Publication year - 2015
Publication title -
the plant genome
Language(s) - English
Resource type - Journals
SCImago Journal Rank - 1.403
H-Index - 41
ISSN - 1940-3372
DOI - 10.3835/plantgenome2015.01.0003
Subject(s) - biology , best linear unbiased prediction , imputation (statistics) , statistics , single nucleotide polymorphism , quantitative trait locus , lasso (programming language) , genetics , selection (genetic algorithm) , genotype , mathematics , missing data , artificial intelligence , computer science , gene , world wide web
Genomic selection (GS) is a breeding method that uses marker–trait models to predict unobserved phenotypes.

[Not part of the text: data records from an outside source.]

//! Human-friendly tick values and domain rounding.
//!
//! Tick steps are a power of ten multiplied by 1, 2 or 5, chosen so that
//! roughly `count` ticks cover the requested range. Tick values are computed
//! as `index * step` (or `index / inverse_step` for fractional steps) rather
//! than accumulated, so they land on exact decimal values where possible.
//!
//! # Examples
//!
//! ```
//! use chartstat_stats::ticks::{nice, ticks};
//!
//! assert_eq!(ticks(0.0, 1.0, 5), vec![0.0, 0.2, 0.4, 0.6, 0.8, 1.0]);
//! assert_eq!(nice(350.0, 850.0, 10), (350.0, 850.0));
//! assert_eq!(nice(18.0, 92.0, 10), (10.0, 100.0));
//! ```

const E10: f64 = 7.071_067_811_865_476; // sqrt(50)
const E5: f64 = 3.162_277_660_168_379_5; // sqrt(10)
const E2: f64 = std::f64::consts::SQRT_2;

/// Step between ticks.
///
/// Fractional steps are kept as their inverse to avoid representation error:
/// a step of 0.2 is `Inverse(5.0)`.
#[derive(Debug, Clone, Copy, PartialEq)]
enum Step {
    Whole(f64),
    Inverse(f64),
}

#[derive(Debug, Clone, Copy)]
struct TickSpec {
    first: f64,
    last: f64,
    step: Step,
}

#[expect(clippy::cast_precision_loss)]
fn tick_spec(start: f64, stop: f64, count: usize) -> Option<TickSpec> {
    tick_spec_f(start, stop, count as f64)
}

#[expect(clippy::cast_possible_truncation)]
fn tick_spec_f(start: f64, stop: f64, count: f64) -> Option<TickSpec> {
    let raw_step = (stop - start) / count.max(0.0);
    let power = raw_step.log10().floor();
    if !power.is_finite() {
        return None;
    }
    let error = raw_step / 10f64.powi(power as i32);
    let factor = if error >= E10 {
        10.0
    } else if error >= E5 {
        5.0
    } else if error >= E2 {
        2.0
    } else {
        1.0
    };

    let (first, last, step) = if power < 0.0 {
        let inc = 10f64.powi(-(power as i32)) / factor;
        let mut first = (start * inc).round();
        let mut last = (stop * inc).round();
        if first / inc < start {
            first += 1.0;
        }
        if last / inc > stop {
            last -= 1.0;
        }
        (first, last, Step::Inverse(inc))
    } else {
        let inc = 10f64.powi(power as i32) * factor;
        let mut first = (start / inc).round();
        let mut last = (stop / inc).round();
        if first * inc < start {
            first += 1.0;
        }
        if last * inc > stop {
            last -= 1.0;
        }
        (first, last, Step::Whole(inc))
    };

    if last < first && (0.5..2.0).contains(&count) {
        return tick_spec_f(start, stop, count * 2.0);
    }
    if first.is_nan() || last.is_nan() {
        return None;
    }
    Some(TickSpec { first, last, step })
}

/// Returns approximately `count` evenly spaced, human-friendly values in
/// `[start, stop]`.
///
/// If `stop < start` the ticks are returned in descending order.
/// Returns an empty vector when `count` is zero or a bound is not finite, and
/// `[start]` when `start == stop`.
///
/// # Examples
///
/// ```
/// use chartstat_stats::ticks::ticks;
///
/// assert_eq!(ticks(18.0, 92.0, 10), vec![20.0, 30.0, 40.0, 50.0, 60.0, 70.0, 80.0, 90.0]);
/// assert_eq!(ticks(5.0, 5.0, 10), vec![5.0]);
/// assert!(ticks(0.0, 10.0, 0).is_empty());
/// ```
#[expect(
    clippy::cast_possible_truncation,
    clippy::cast_sign_loss,
    clippy::cast_precision_loss
)]
#[must_use]
pub fn ticks(start: f64, stop: f64, count: usize) -> Vec<f64> {
    if count == 0 || !start.is_finite() || !stop.is_finite() {
        return vec![];
    }
    if start == stop {
        return vec![start];
    }
    let reverse = stop < start;
    let (lo, hi) = if reverse { (stop, start) } else { (start, stop) };
    let Some(spec) = tick_spec(lo, hi, count) else {
        return vec![];
    };
    if spec.last < spec.first {
        return vec![];
    }

    let n = (spec.last - spec.first) as usize + 1;
    let mut values = (0..n)
        .map(|i| {
            let index = spec.first + i as f64;
            match spec.step {
                Step::Whole(step) => index * step,
                Step::Inverse(inv) => index / inv,
            }
        })
        .collect::<Vec<_>>();
    if reverse {
        values.reverse();
    }
    values
}

/// Returns the signed tick increment for the range, or `None` if the range is
/// degenerate.
///
/// Positive values are the step itself; negative values are the negated
/// inverse of a fractional step.
fn tick_increment(start: f64, stop: f64, count: usize) -> Option<f64> {
    tick_spec(start, stop, count).map(|spec| match spec.step {
        Step::Whole(step) => step,
        Step::Inverse(inv) => -inv,
    })
}

/// Extends `[start, stop]` outward so that both bounds are tick values.
///
/// The domain is returned in the same orientation as given. Degenerate
/// domains are returned unchanged.
///
/// # Examples
///
/// ```
/// use chartstat_stats::ticks::nice;
///
/// assert_eq!(nice(0.2, 9.7, 10), (0.0, 10.0));
/// assert_eq!(nice(9.7, 0.2, 10), (10.0, 0.0));
/// assert_eq!(nice(3.0, 3.0, 10), (3.0, 3.0));
/// ```
#[must_use]
pub fn nice(start: f64, stop: f64, count: usize) -> (f64, f64) {
    let reverse = stop < start;
    let (mut lo, mut hi) = if reverse { (stop, start) } else { (start, stop) };
    let mut previous = None;

    for _ in 0..10 {
        let Some(step) = tick_increment(lo, hi, count) else {
            break;
        };
        if previous == Some(step) {
            break;
        }
        if step > 0.0 {
            lo = (lo / step).floor() * step;
            hi = (hi / step).ceil() * step;
        } else if step < 0.0 {
            lo = (lo * step).ceil() / step;
            hi = (hi * step).floor() / step;
        } else {
            break;
        }
        previous = Some(step);
    }

    if reverse { (hi, lo) } else { (lo, hi) }
}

This study developed GS models for predicting traits associated with resistance to Fusarium head blight (FHB) in wheat ( Triticum aestivum L.). We used genotyping‐by‐sequencing (GBS) to identify 5054 single‐nucleotide polymorphisms (SNPs), which were then treated as predictor variables in GS analysis. We compared how the prediction accuracy of the genomic‐estimated breeding values (GEBVs) was affected by (i) five genotypic imputation methods (random forest imputation [RFI], expectation maximization imputation [EMI], k ‐nearest neighbor imputation [kNNI], singular value decomposition imputation [SVDI], and the mean imputation [MNI]); (ii) three statistical models (ridge‐regression best linear unbiased predictor [RR‐BLUP], least absolute shrinkage and operator selector [LASSO], and elastic net); (iii) marker density ( p = 500, 1500, 3000, and 4500 SNPs); (iv) training population (TP) size ( n TP = 96, 144, 192, and 218); (v) marker‐based and pedigree‐based relationship matrices; and (vi) control for relatedness in TPs and validation populations (VPs). No discernable differences in prediction accuracy were observed among imputation methods. The RR‐BLUP outperformed other models in nearly all scenarios. Accuracies decreased substantially when marker number decreased to 3000 or 1500 SNPs, depending on the trait; when sample size of the training set was less than 192; when using pedigree‐based instead of marker‐based matrix; or when no control for relatedness was implemented. Overall, moderate to high prediction accuracies were observed in this study, suggesting that GS is a very promising breeding strategy for FHB resistance in wheat.